Penryn has a density of 6.0mm/MB for L2. Therefore, I would expect Nehalem's L2 at a density of 7.1mm/MB to be faster than Penryn's L2. However, I would also expect Nehalem's L3 at 5.7mm/MB to be slightly slower than Penryn's L2. This is interesting because we know that Barcelona's L3 is a bit slow. However, with an L2 twice the size of Nehalem's this should be a closer match than Barcelona is to current Penryn with its massive 12MB L2. Essentially, Shanghai is Barcelona with 3X the L3 cache but Nehalem's cache structure is much more like Shanghai's than Penryn's. Shanghai is unlikely to have any significant core changes from Barcelona but there may be some minor changes in the decoding section. This is pretty much what I would expect. Since Barcelona only improved on the decoding speed of FP instructions compared to K8 I would expect AMD to tweak a few more Integer instructions in Shanghai to increase speed. Decreasing decoding time for commonly used instructions would also make a lot of sense given Penryn's advantage in decoders. AMD is not likely to get a boost of 10-15% doing this but a boost of, say, 3% is possible. AMD might see another 3% boost in speed due to larger L3 although this could possibly be higher if AMD could make L3 faster. A lot of people are wondering if AMD will bump the master L3 clock on Shanghai for better performance at speeds above 2.3Ghz. Just bumping the clock could be worth another 1%. So, I'm guessing a total speedup for Shanghai of perhaps 7% versus Barcelona.

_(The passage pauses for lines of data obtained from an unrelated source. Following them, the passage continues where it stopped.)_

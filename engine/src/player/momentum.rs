//! Momentum
//!
//! Evolution of the target run speed. Sliding trades slope for speed,
//! running without sliding bleeds speed back toward the minimum.

use glam::Vec3;

use super::config::MomentumConfig;

/// Angle in degrees between the ground normal and the direction opposite to travel.
///
/// 90 on flat ground, above 90 going downhill, below 90 going uphill.
pub fn travel_slope_angle(ground_normal: Vec3, forward: Vec3) -> f32 {
    ground_normal.angle_between(-forward).to_degrees()
}

/// Next run speed after one grounded tick.
///
/// The result is always clamped to `[min_run_speed, max_run_speed]`.
pub fn next_run_speed(
    current: f32,
    sliding: bool,
    slope_angle_degrees: f32,
    config: &MomentumConfig,
    dt: f32,
) -> f32 {
    let delta = if sliding {
        (slope_angle_degrees - config.reference_angle_degrees) * config.slide_gain * dt
    } else {
        -config.passive_decay * dt
    };

    clamp_run_speed(current + delta, config)
}

/// Clamp a run speed into the configured range.
pub fn clamp_run_speed(speed: f32, config: &MomentumConfig) -> f32 {
    speed.clamp(config.min_run_speed, config.max_run_speed)
}
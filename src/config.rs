//! Dashboard configuration.
//!
//! Resolution order:
//! 1. JSON file named by `DASHBOARD_CONFIG`, else `dashboard.json` if present
//! 2. `DASHBOARD_RATE_SOURCE` / `DASHBOARD_AMOUNT_SOURCE` /
//!    `DASHBOARD_OPERATIONS_SOURCE` overrides
//! 3. Built-in defaults

use crate::data::SourceSet;
use serde::{Deserialize, Serialize};
use std::fs;
use std::path::{Path, PathBuf};
use thiserror::Error;

pub const CONFIG_ENV: &str = "DASHBOARD_CONFIG";
pub const DEFAULT_CONFIG_FILE: &str = "dashboard.json";

#[derive(Error, Debug)]
pub enum ConfigError {
    #[error("Failed to read config '{path}': {error}")]
    Io {
        path: PathBuf,
        error: std::io::Error,
    },
    #[error("Invalid config '{path}': {error}")]
    Parse {
        path: PathBuf,
        error: serde_json::Error,
    },
}

#[derive(Debug, Clone, PartialEq, Serialize, Deserialize)]
#[serde(default)]
pub struct DashboardConfig {
    pub sources: SourceSet,
    pub window_size: [f32; 2],
    /// PNG export size in pixels.
    pub export_size: [u32; 2],
}

impl Default for DashboardConfig {
    fn default() -> Self {
        Self {
            sources: SourceSet::new("data/mestasa.csv", "data/mesmonto.csv", "data/mesop.csv"),
            window_size: [1400.0, 800.0],
            export_size: [1600, 900],
        }
    }
}

impl DashboardConfig {
    /// Resolve the configuration from the process environment.
    pub fn load() -> Result<Self, ConfigError> {
        Self::resolve(|key| std::env::var(key).ok())
    }

    /// Resolve with an injectable environment lookup.
    pub fn resolve(env: impl Fn(&str) -> Option<String>) -> Result<Self, ConfigError> {
        let explicit = env(CONFIG_ENV).map(PathBuf::from);
        let mut config = match explicit {
            Some(path) => Self::from_file(&path)?,
            None if Path::new(DEFAULT_CONFIG_FILE).exists() => {
                Self::from_file(Path::new(DEFAULT_CONFIG_FILE))?
            }
            None => Self::default(),
        };
        config.apply_overrides(env);
        Ok(config)
    }

    pub fn from_file(path: &Path) -> Result<Self, ConfigError> {
        let text = fs::read_to_string(path).map_err(|error| ConfigError::Io {
            path: path.to_path_buf(),
            error,
        })?;
        let config = serde_json::from_str(&text).map_err(|error| ConfigError::Parse {
            path: path.to_path_buf(),
            error,
        })?;
        tracing::info!(path = %path.display(), "configuration file loaded");
        Ok(config)
    }

    fn apply_overrides(&mut self, env: impl Fn(&str) -> Option<String>) {
        if let Some(path) = env("DASHBOARD_RATE_SOURCE") {
            self.sources.rate = path.into();
        }
        if let Some(path) = env("DASHBOARD_AMOUNT_SOURCE") {
            self.sources.amount = path.into();
        }
        if let Some(path) = env("DASHBOARD_OPERATIONS_SOURCE") {
            self.sources.operations = path.into();
        }
    }
}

There is one other obvious difference in the die layout. Shanghai has mirror image cores. This means that a master clock signal originating from the center of the Northbridge area should propagate out to each of the four cores at the same time and this is a standard way of doing timing. However, since Nehalem's cores are placed side by side it must be using a more sophisticated clocking scheme. In other words, there is not any place on the Nehalem die where a clock signal would reach all four cores at the same time. This would tend to suggest the possibility that each core actually has its own master clock allowing them to run nearly asynchronously. If Nehalem does indeed have this ability then this could be a big benefit in offsetting the higher power draw since cores that were less busy could simply be clock scaled downward. AMD could therefore be in for a tough fight in 2009 in spite of the similarities between Shanghai and Nehalem. The one big benefit to AMD from the similarity is that it makes it nearly impossible to cache tune the benchmarks in Intel's favor. This means that Intel is probably going to lose some artificial advantage that it has now with Penryn. However, given the difference in core transistors and Nehalem's greater memory bandwidth I can't see any reason why Nehalem couldn't make up for this loss and still have an overall performance lead at the same clock as Shanghai.